When I threw the ball Jove, the boxer, lept up and caught it on it's downward arc. Somewhere, off in the distance, a dog began barking. It happened every day, many times a day. Neither Jove nor I thought much of it.

Some of the other dogs in the neighborhood took notice and began echoing the calls. It was a calm and familiar distant murmur of barking, not a great cacophony in the scheme of the neighborhood. It didn't have a greater meaning than dogs barking at one another, and it didn't impact anything more than the normal noise level of our little corner of the world. Out there, beyond our drives and circles and avenues, were the hungry, the sick, the poor, the soldiers far from home, the grieving and the sad. The barking of the dogs meant nothing to them or even those on the opposite end of the emotional scale.

We two, Jove and I, were removed, in our own yard, throwing and catching a slobbery messy ball. We heard the barking, it simply didn't have a meaning greater than our activity, and we ignored it. We had another round to invest our time in.

You might try future rewards. Come September, you will be able to buy a Quantum Duck for Emmy.

(Hat tip to Swans on Tea.) I think old Dr. Pion needs to get a quark and anti-quark for Christmas.

By CCPhysicist (not verified) on 17 Jul 2008 #permalink

Your dog might have to go to the pound, Chad.

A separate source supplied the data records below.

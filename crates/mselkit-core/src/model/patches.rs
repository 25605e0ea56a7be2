// ── Patchable impls ──
//
// Merge semantics per field: `Some` overwrites, `None` is untouched.
// Optional record fields can therefore be set but never cleared through
// a patch, matching the update endpoints' behavior.

use uuid::Uuid;

use super::identity::RecordId;
use super::{
    Card, Catalog, DataField, DataValue, Inject, Move, Msel, Patchable, ScenarioEvent, Team, Unit,
    UpdateCardRequest, UpdateCatalogRequest, UpdateDataFieldRequest, UpdateDataValueRequest,
    UpdateInjectRequest, UpdateMoveRequest, UpdateMselRequest, UpdateScenarioEventRequest,
    UpdateTeamRequest, UpdateUnitRequest,
};

/// The UUID a materialized record takes when the caller keyed it by a
/// raw string id. The store keys on the passed id either way.
fn uuid_of(id: &RecordId) -> Uuid {
    id.as_uuid().copied().unwrap_or_else(Uuid::nil)
}

impl Patchable for Msel {
    type Patch = UpdateMselRequest;

    fn apply_patch(&mut self, patch: &Self::Patch) {
        if let Some(name) = &patch.name {
            self.name = name.clone();
        }
        if let Some(description) = &patch.description {
            self.description = Some(description.clone());
        }
        if let Some(status) = patch.status {
            self.status = status;
        }
        if let Some(start_time) = patch.start_time {
            self.start_time = Some(start_time);
        }
        if let Some(metadata) = &patch.header_row_metadata {
            self.header_row_metadata = Some(metadata.clone());
        }
        if let Some(is_template) = patch.is_template {
            self.is_template = is_template;
        }
    }

    fn from_patch(id: &RecordId, patch: &Self::Patch) -> Self {
        Self {
            id: uuid_of(id),
            name: patch.name.clone().unwrap_or_default(),
            description: patch.description.clone(),
            status: patch.status.unwrap_or_default(),
            start_time: patch.start_time,
            header_row_metadata: patch.header_row_metadata.clone(),
            is_template: patch.is_template.unwrap_or_default(),
            created_by: None,
            date_created: None,
            date_modified: None,
        }
    }
}

impl Patchable for ScenarioEvent {
    type Patch = UpdateScenarioEventRequest;

    fn apply_patch(&mut self, patch: &Self::Patch) {
        if let Some(row_index) = patch.row_index {
            self.row_index = row_index;
        }
        if let Some(row_metadata) = &patch.row_metadata {
            self.row_metadata = Some(row_metadata.clone());
        }
        if let Some(delta_seconds) = patch.delta_seconds {
            self.delta_seconds = delta_seconds;
        }
        if let Some(status) = patch.status {
            self.status = status;
        }
        if let Some(is_hidden) = patch.is_hidden {
            self.is_hidden = is_hidden;
        }
    }

    fn from_patch(id: &RecordId, patch: &Self::Patch) -> Self {
        Self {
            id: uuid_of(id),
            msel_id: Uuid::nil(),
            row_index: patch.row_index.unwrap_or_default(),
            row_metadata: patch.row_metadata.clone(),
            delta_seconds: patch.delta_seconds.unwrap_or_default(),
            status: patch.status.unwrap_or_default(),
            is_hidden: patch.is_hidden.unwrap_or_default(),
            created_by: None,
            date_created: None,
            date_modified: None,
        }
    }
}

impl Patchable for DataField {
    type Patch = UpdateDataFieldRequest;

    fn apply_patch(&mut self, patch: &Self::Patch) {
        if let Some(name) = &patch.name {
            self.name = name.clone();
        }
        if let Some(data_type) = patch.data_type {
            self.data_type = data_type;
        }
        if let Some(display_order) = patch.display_order {
            self.display_order = display_order;
        }
        if let Some(chosen) = patch.is_chosen_from_list {
            self.is_chosen_from_list = chosen;
        }
        if let Some(on_list) = patch.on_scenario_event_list {
            self.on_scenario_event_list = on_list;
        }
        if let Some(on_view) = patch.on_exercise_view {
            self.on_exercise_view = on_view;
        }
    }

    fn from_patch(id: &RecordId, patch: &Self::Patch) -> Self {
        Self {
            id: uuid_of(id),
            msel_id: Uuid::nil(),
            name: patch.name.clone().unwrap_or_default(),
            data_type: patch.data_type.unwrap_or_default(),
            display_order: patch.display_order.unwrap_or_default(),
            is_chosen_from_list: patch.is_chosen_from_list.unwrap_or_default(),
            on_scenario_event_list: patch.on_scenario_event_list.unwrap_or_default(),
            on_exercise_view: patch.on_exercise_view.unwrap_or_default(),
            column_metadata: None,
        }
    }
}

impl Patchable for DataValue {
    type Patch = UpdateDataValueRequest;

    fn apply_patch(&mut self, patch: &Self::Patch) {
        if let Some(value) = &patch.value {
            self.value = Some(value.clone());
        }
        if let Some(cell_metadata) = &patch.cell_metadata {
            self.cell_metadata = Some(cell_metadata.clone());
        }
    }

    fn from_patch(id: &RecordId, patch: &Self::Patch) -> Self {
        Self {
            id: uuid_of(id),
            scenario_event_id: Uuid::nil(),
            data_field_id: Uuid::nil(),
            value: patch.value.clone(),
            cell_metadata: patch.cell_metadata.clone(),
        }
    }
}

impl Patchable for Team {
    type Patch = UpdateTeamRequest;

    fn apply_patch(&mut self, patch: &Self::Patch) {
        if let Some(name) = &patch.name {
            self.name = name.clone();
        }
        if let Some(short_name) = &patch.short_name {
            self.short_name = short_name.clone();
        }
        if let Some(email) = &patch.email {
            self.email = Some(email.clone());
        }
    }

    fn from_patch(id: &RecordId, patch: &Self::Patch) -> Self {
        Self {
            id: uuid_of(id),
            name: patch.name.clone().unwrap_or_default(),
            short_name: patch.short_name.clone().unwrap_or_default(),
            email: patch.email.clone(),
        }
    }
}

impl Patchable for Unit {
    type Patch = UpdateUnitRequest;

    fn apply_patch(&mut self, patch: &Self::Patch) {
        if let Some(name) = &patch.name {
            self.name = name.clone();
        }
        if let Some(short_name) = &patch.short_name {
            self.short_name = short_name.clone();
        }
    }

    fn from_patch(id: &RecordId, patch: &Self::Patch) -> Self {
        Self {
            id: uuid_of(id),
            name: patch.name.clone().unwrap_or_default(),
            short_name: patch.short_name.clone().unwrap_or_default(),
        }
    }
}

impl Patchable for Move {
    type Patch = UpdateMoveRequest;

    fn apply_patch(&mut self, patch: &Self::Patch) {
        if let Some(move_number) = patch.move_number {
            self.move_number = move_number;
        }
        if let Some(description) = &patch.description {
            self.description = Some(description.clone());
        }
        if let Some(delta_seconds) = patch.delta_seconds {
            self.delta_seconds = delta_seconds;
        }
        if let Some(situation_time) = patch.situation_time {
            self.situation_time = Some(situation_time);
        }
        if let Some(situation_description) = &patch.situation_description {
            self.situation_description = Some(situation_description.clone());
        }
    }

    fn from_patch(id: &RecordId, patch: &Self::Patch) -> Self {
        Self {
            id: uuid_of(id),
            msel_id: Uuid::nil(),
            move_number: patch.move_number.unwrap_or_default(),
            description: patch.description.clone(),
            delta_seconds: patch.delta_seconds.unwrap_or_default(),
            situation_time: patch.situation_time,
            situation_description: patch.situation_description.clone(),
        }
    }
}

impl Patchable for Card {
    type Patch = UpdateCardRequest;

    fn apply_patch(&mut self, patch: &Self::Patch) {
        if let Some(name) = &patch.name {
            self.name = name.clone();
        }
        if let Some(description) = &patch.description {
            self.description = Some(description.clone());
        }
        if let Some(move_number) = patch.move_number {
            self.move_number = move_number;
        }
        if let Some(inject_number) = patch.inject_number {
            self.inject_number = inject_number;
        }
    }

    fn from_patch(id: &RecordId, patch: &Self::Patch) -> Self {
        Self {
            id: uuid_of(id),
            msel_id: Uuid::nil(),
            name: patch.name.clone().unwrap_or_default(),
            description: patch.description.clone(),
            move_number: patch.move_number.unwrap_or_default(),
            inject_number: patch.inject_number.unwrap_or_default(),
        }
    }
}

impl Patchable for Catalog {
    type Patch = UpdateCatalogRequest;

    fn apply_patch(&mut self, patch: &Self::Patch) {
        if let Some(name) = &patch.name {
            self.name = name.clone();
        }
        if let Some(description) = &patch.description {
            self.description = Some(description.clone());
        }
        if let Some(inject_type_id) = patch.inject_type_id {
            self.inject_type_id = inject_type_id;
        }
        if let Some(is_public) = patch.is_public {
            self.is_public = is_public;
        }
    }

    fn from_patch(id: &RecordId, patch: &Self::Patch) -> Self {
        Self {
            id: uuid_of(id),
            name: patch.name.clone().unwrap_or_default(),
            description: patch.description.clone(),
            inject_type_id: patch.inject_type_id.unwrap_or_else(Uuid::nil),
            is_public: patch.is_public.unwrap_or_default(),
            created_by: None,
            date_created: None,
        }
    }
}

impl Patchable for Inject {
    type Patch = UpdateInjectRequest;

    fn apply_patch(&mut self, patch: &Self::Patch) {
        if let Some(name) = &patch.name {
            self.name = name.clone();
        }
        if let Some(description) = &patch.description {
            self.description = Some(description.clone());
        }
    }

    fn from_patch(id: &RecordId, patch: &Self::Patch) -> Self {
        Self {
            id: uuid_of(id),
            inject_type_id: Uuid::nil(),
            name: patch.name.clone().unwrap_or_default(),
            description: patch.description.clone(),
            created_by: None,
            date_created: None,
        }
    }
}

#[cfg(test)]
#[allow(clippy::unwrap_used)]
mod tests {
    use super::*;
    use crate::model::MselStatus;

    #[test]
    fn apply_patch_overwrites_only_set_fields() {
        let id = Uuid::new_v4();
        let mut msel = Msel::from_patch(
            &RecordId::Uuid(id),
            &UpdateMselRequest {
                name: Some("Original".into()),
                description: Some("keep me".into()),
                ..UpdateMselRequest::default()
            },
        );

        msel.apply_patch(&UpdateMselRequest {
            status: Some(MselStatus::Approved),
            ..UpdateMselRequest::default()
        });

        assert_eq!(msel.name, "Original");
        assert_eq!(msel.description.as_deref(), Some("keep me"));
        assert_eq!(msel.status, MselStatus::Approved);
    }

    #[test]
    fn from_patch_defaults_unset_fields() {
        let event = ScenarioEvent::from_patch(
            &RecordId::from("row-3"),
            &UpdateScenarioEventRequest {
                row_index: Some(3),
                ..UpdateScenarioEventRequest::default()
            },
        );

        assert_eq!(event.row_index, 3);
        assert_eq!(event.delta_seconds, 0);
        assert_eq!(event.status, MselStatus::Pending);
        assert!(!event.is_hidden);
    }
}
//! Move command handlers.

use std::sync::Arc;

use tabled::Tabled;

use mselkit_core::model::{CreateMoveRequest, UpdateMoveRequest};
use mselkit_core::{Move, Workbench};

use crate::cli::{GlobalOpts, MoveArgs, MoveCommand};
use crate::error::CliError;
use crate::output;

use super::util;

#[derive(Tabled)]
struct MoveRow {
    #[tabled(rename = "ID")]
    id: String,
    #[tabled(rename = "Move")]
    number: i32,
    #[tabled(rename = "Offset (s)")]
    delta: i64,
    #[tabled(rename = "Description")]
    description: String,
}

impl From<&Arc<Move>> for MoveRow {
    fn from(m: &Arc<Move>) -> Self {
        Self {
            id: m.id.to_string(),
            number: m.move_number,
            delta: m.delta_seconds,
            description: m.description.clone().unwrap_or_else(|| "-".into()),
        }
    }
}

pub async fn handle(
    workbench: &Workbench,
    args: MoveArgs,
    global: &GlobalOpts,
) -> Result<(), CliError> {
    let service = workbench.moves();

    match args.command {
        MoveCommand::List { list } => {
            let msel_id = util::require_msel(args.msel)?;
            service.load_by_msel(&msel_id).await?;
            let rows = service.view(util::list_params(&list)).current();
            let rendered =
                output::render_list(&global.output, &rows, |__r| MoveRow::from(__r), |m| m.id.to_string());
            output::print_output(&rendered, global.quiet);
        }

        MoveCommand::Create {
            number,
            description,
            delta,
        } => {
            let msel_id = util::require_msel(args.msel)?;
            let request = CreateMoveRequest {
                msel_id,
                move_number: number,
                description,
                delta_seconds: delta,
                situation_time: None,
                situation_description: None,
            };
            let created = service.create(&request).await?;
            output::print_output(&format!("created move {}", created.id), global.quiet);
        }

        MoveCommand::Update {
            id,
            number,
            description,
            delta,
        } => {
            let request = UpdateMoveRequest {
                move_number: number,
                description,
                delta_seconds: delta,
                ..UpdateMoveRequest::default()
            };
            let updated = service.update(&id, &request).await?;
            output::print_output(&format!("updated move {}", updated.id), global.quiet);
        }

        MoveCommand::Delete { id } => {
            if !util::confirm(&format!("Delete move {id}?"), global.yes)? {
                util::aborted(global.quiet);
                return Ok(());
            }
            service.delete(&id).await?;
            output::print_output(&format!("deleted move {id}"), global.quiet);
        }
    }

    Ok(())
}
// ── Team / unit services ──
//
// Teams and units are global; MSEL membership is a separate
// association record managed by its own service.

use std::sync::Arc;

use uuid::Uuid;

use mselkit_api::ApiClient;

use super::load_into;
use crate::error::CoreError;
use crate::model::{
    CreateMselTeamRequest, CreateMselUnitRequest, CreateTeamRequest, CreateUnitRequest, MselTeam,
    MselUnit, RecordId, Team, Unit, UpdateTeamRequest, UpdateUnitRequest,
};
use crate::query::EntityQuery;
use crate::store::DataStore;
use crate::view::{ListParams, ListView};

pub struct TeamService {
    api: Arc<ApiClient>,
    store: Arc<DataStore>,
}

impl TeamService {
    pub(crate) fn new(api: Arc<ApiClient>, store: Arc<DataStore>) -> Self {
        Self { api, store }
    }

    pub async fn load(&self) -> Result<(), CoreError> {
        load_into(self.store.teams(), self.api.list_teams()).await
    }

    /// Load only the teams attached to one MSEL.
    pub async fn load_by_msel(&self, msel_id: &Uuid) -> Result<(), CoreError> {
        load_into(self.store.teams(), self.api.list_teams_by_msel(msel_id)).await
    }

    pub async fn create(&self, request: &CreateTeamRequest) -> Result<Arc<Team>, CoreError> {
        let created = self.api.create_team(request).await?;
        Ok(self.store.teams().add(created))
    }

    pub async fn update(
        &self,
        id: &Uuid,
        request: &UpdateTeamRequest,
    ) -> Result<Arc<Team>, CoreError> {
        let updated = self.api.update_team(id, request).await?;
        Ok(self.store.teams().insert(updated))
    }

    pub async fn delete(&self, id: &Uuid) -> Result<(), CoreError> {
        self.api.delete_team(id).await?;
        self.store.teams().remove(&RecordId::Uuid(*id));
        Ok(())
    }

    pub fn query(&self) -> EntityQuery<Team> {
        EntityQuery::new(self.store.teams())
    }

    pub fn view(&self, params: ListParams) -> ListView<Team> {
        ListView::new(self.store.teams().subscribe(), params)
    }
}

pub struct UnitService {
    api: Arc<ApiClient>,
    store: Arc<DataStore>,
}

impl UnitService {
    pub(crate) fn new(api: Arc<ApiClient>, store: Arc<DataStore>) -> Self {
        Self { api, store }
    }

    pub async fn load(&self) -> Result<(), CoreError> {
        load_into(self.store.units(), self.api.list_units()).await
    }

    pub async fn load_by_msel(&self, msel_id: &Uuid) -> Result<(), CoreError> {
        load_into(self.store.units(), self.api.list_units_by_msel(msel_id)).await
    }

    pub async fn create(&self, request: &CreateUnitRequest) -> Result<Arc<Unit>, CoreError> {
        let created = self.api.create_unit(request).await?;
        Ok(self.store.units().add(created))
    }

    pub async fn update(
        &self,
        id: &Uuid,
        request: &UpdateUnitRequest,
    ) -> Result<Arc<Unit>, CoreError> {
        let updated = self.api.update_unit(id, request).await?;
        Ok(self.store.units().insert(updated))
    }

    pub async fn delete(&self, id: &Uuid) -> Result<(), CoreError> {
        self.api.delete_unit(id).await?;
        self.store.units().remove(&RecordId::Uuid(*id));
        Ok(())
    }

    pub fn query(&self) -> EntityQuery<Unit> {
        EntityQuery::new(self.store.units())
    }

    pub fn view(&self, params: ListParams) -> ListView<Unit> {
        ListView::new(self.store.units().subscribe(), params)
    }
}

/// Attach/detach teams to an MSEL.
pub struct MselTeamService {
    api: Arc<ApiClient>,
    store: Arc<DataStore>,
}

impl MselTeamService {
    pub(crate) fn new(api: Arc<ApiClient>, store: Arc<DataStore>) -> Self {
        Self { api, store }
    }

    pub async fn load_by_msel(&self, msel_id: &Uuid) -> Result<(), CoreError> {
        load_into(self.store.msel_teams(), self.api.list_msel_teams(msel_id)).await
    }

    pub async fn add(&self, request: &CreateMselTeamRequest) -> Result<Arc<MselTeam>, CoreError> {
        let created = self.api.create_msel_team(request).await?;
        Ok(self.store.msel_teams().add(created))
    }

    pub async fn remove(&self, id: &Uuid) -> Result<(), CoreError> {
        self.api.delete_msel_team(id).await?;
        self.store.msel_teams().remove(&RecordId::Uuid(*id));
        Ok(())
    }
}

/// Attach/detach units to an MSEL.
pub struct MselUnitService {
    api: Arc<ApiClient>,
    store: Arc<DataStore>,
}

impl MselUnitService {
    pub(crate) fn new(api: Arc<ApiClient>, store: Arc<DataStore>) -> Self {
        Self { api, store }
    }

    pub async fn load_by_msel(&self, msel_id: &Uuid) -> Result<(), CoreError> {
        load_into(self.store.msel_units(), self.api.list_msel_units(msel_id)).await
    }

    pub async fn add(&self, request: &CreateMselUnitRequest) -> Result<Arc<MselUnit>, CoreError> {
        let created = self.api.create_msel_unit(request).await?;
        Ok(self.store.msel_units().add(created))
    }

    pub async fn remove(&self, id: &Uuid) -> Result<(), CoreError> {
        self.api.delete_msel_unit(id).await?;
        self.store.msel_units().remove(&RecordId::Uuid(*id));
        Ok(())
    }
}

Let's hope so, anyway... ;)…

The Federal Law of the US Code 18 Part I Chapter 13 ss 247 states:

(a) Whoever, in any of the circumstances referred to in subsection (b) of this section--

(1) intentionally defaces, damages, or destroys any religious real property, because of the religious character of that property, or attempts to do so; [and...]

(b) The circumstances referred to in subsection (a) are that the offense is in or affects interstate or foreign commerce. (Blogger Note: Vivificat rightly points out that these consecrated host were mailed to Myer via interstate postal carrier.)

(d) The punishment for a violation of subsection (a) of this section shall be--

...(4) a fine in accordance with this title and imprisonment for not more than one year, or both.

So basically, we should just let ourselves be pushed around by dogs that bark and threaten to kill us even if we pee outside their lawn?

So basically, what you are saying is that we should just let ourselves be pushed around by dogs that bark and threaten to kill us even if we pee outside their lawn?

I dream of a world in which such irrational barking is frowned upon. Less barkers means more peace. A world in which each person recognizes his own tribalistic emotions and consciously lets them go. And letting go is pure freedom.

I do not know the best steps toward attaining that goal, but I do know that avoiding the issue will not get us there.